_DATASET RECORDS_.
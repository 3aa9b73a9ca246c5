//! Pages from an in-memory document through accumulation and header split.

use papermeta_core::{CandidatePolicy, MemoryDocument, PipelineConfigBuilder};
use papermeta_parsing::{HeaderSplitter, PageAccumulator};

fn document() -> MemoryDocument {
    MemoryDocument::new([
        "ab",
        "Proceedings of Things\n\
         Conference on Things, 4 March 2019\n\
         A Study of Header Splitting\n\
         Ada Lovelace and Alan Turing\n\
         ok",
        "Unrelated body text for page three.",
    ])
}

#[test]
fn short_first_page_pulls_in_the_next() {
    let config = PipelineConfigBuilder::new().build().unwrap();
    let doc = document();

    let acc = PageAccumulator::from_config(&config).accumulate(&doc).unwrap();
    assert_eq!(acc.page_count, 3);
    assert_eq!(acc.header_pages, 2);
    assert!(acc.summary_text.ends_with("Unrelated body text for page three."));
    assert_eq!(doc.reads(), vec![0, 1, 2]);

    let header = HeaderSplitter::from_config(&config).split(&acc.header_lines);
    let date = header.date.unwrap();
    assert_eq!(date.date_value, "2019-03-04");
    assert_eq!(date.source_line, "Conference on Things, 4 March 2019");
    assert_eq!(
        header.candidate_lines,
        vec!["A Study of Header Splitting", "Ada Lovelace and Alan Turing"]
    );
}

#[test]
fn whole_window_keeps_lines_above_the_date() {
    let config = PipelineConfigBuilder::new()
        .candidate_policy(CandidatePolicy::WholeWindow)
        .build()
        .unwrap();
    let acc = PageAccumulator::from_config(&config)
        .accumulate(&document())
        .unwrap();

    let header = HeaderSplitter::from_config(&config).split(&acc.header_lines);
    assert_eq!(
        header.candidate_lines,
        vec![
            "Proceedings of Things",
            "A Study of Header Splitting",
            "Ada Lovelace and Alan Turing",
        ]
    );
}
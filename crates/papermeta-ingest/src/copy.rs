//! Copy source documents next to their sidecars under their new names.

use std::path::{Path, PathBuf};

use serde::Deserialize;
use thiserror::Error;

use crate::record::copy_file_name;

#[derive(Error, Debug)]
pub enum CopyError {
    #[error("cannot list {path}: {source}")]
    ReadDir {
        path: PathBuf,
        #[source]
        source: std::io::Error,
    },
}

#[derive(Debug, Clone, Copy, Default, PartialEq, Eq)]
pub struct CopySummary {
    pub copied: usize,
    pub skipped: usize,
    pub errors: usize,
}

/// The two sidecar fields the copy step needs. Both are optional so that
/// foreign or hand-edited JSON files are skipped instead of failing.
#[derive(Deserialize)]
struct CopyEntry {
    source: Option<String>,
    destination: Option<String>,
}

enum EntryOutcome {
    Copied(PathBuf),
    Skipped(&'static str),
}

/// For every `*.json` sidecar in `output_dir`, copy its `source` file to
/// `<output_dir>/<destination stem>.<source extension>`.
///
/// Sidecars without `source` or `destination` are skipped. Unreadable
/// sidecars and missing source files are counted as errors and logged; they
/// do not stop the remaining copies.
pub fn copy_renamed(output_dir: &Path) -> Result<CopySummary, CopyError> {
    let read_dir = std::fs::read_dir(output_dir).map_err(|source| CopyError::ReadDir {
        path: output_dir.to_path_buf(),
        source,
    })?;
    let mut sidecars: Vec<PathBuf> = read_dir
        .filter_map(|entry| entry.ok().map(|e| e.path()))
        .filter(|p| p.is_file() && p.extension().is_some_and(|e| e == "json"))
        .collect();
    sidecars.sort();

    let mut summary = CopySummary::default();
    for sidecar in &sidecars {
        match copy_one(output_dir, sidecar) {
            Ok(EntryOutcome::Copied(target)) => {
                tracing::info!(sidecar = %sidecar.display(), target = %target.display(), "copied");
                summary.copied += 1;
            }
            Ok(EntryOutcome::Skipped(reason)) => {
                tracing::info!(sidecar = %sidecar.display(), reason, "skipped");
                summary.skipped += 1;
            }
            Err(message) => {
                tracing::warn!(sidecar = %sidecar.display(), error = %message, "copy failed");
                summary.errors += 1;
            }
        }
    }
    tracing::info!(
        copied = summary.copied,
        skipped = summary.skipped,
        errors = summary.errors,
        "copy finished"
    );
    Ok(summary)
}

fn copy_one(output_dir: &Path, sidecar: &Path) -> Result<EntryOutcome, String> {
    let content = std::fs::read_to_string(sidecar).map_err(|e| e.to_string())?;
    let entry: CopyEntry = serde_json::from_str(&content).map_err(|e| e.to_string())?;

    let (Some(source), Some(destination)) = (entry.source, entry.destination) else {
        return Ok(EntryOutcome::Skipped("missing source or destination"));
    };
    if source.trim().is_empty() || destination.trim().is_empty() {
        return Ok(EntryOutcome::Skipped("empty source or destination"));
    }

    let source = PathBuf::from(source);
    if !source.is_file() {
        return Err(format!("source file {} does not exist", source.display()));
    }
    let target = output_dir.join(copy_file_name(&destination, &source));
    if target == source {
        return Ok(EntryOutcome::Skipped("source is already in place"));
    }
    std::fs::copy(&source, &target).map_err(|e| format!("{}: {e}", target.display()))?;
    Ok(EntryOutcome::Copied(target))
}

_EXERCISE REQUIREMENTS_. Extract from the data every line where "target" shows up.

_EXERCISE SOLUTION_.
            Ok(EntryOutcome::Copied(target)) => {
                tracing::info!(sidecar = %sidecar.display(), target = %target.display(), "copied");
    let target = output_dir.join(copy_file_name(&destination, &source));
    if target == source {
    std::fs::copy(&source, &target).map_err(|e| format!("{}: {e}", target.display()))?;
    Ok(EntryOutcome::Copied(target))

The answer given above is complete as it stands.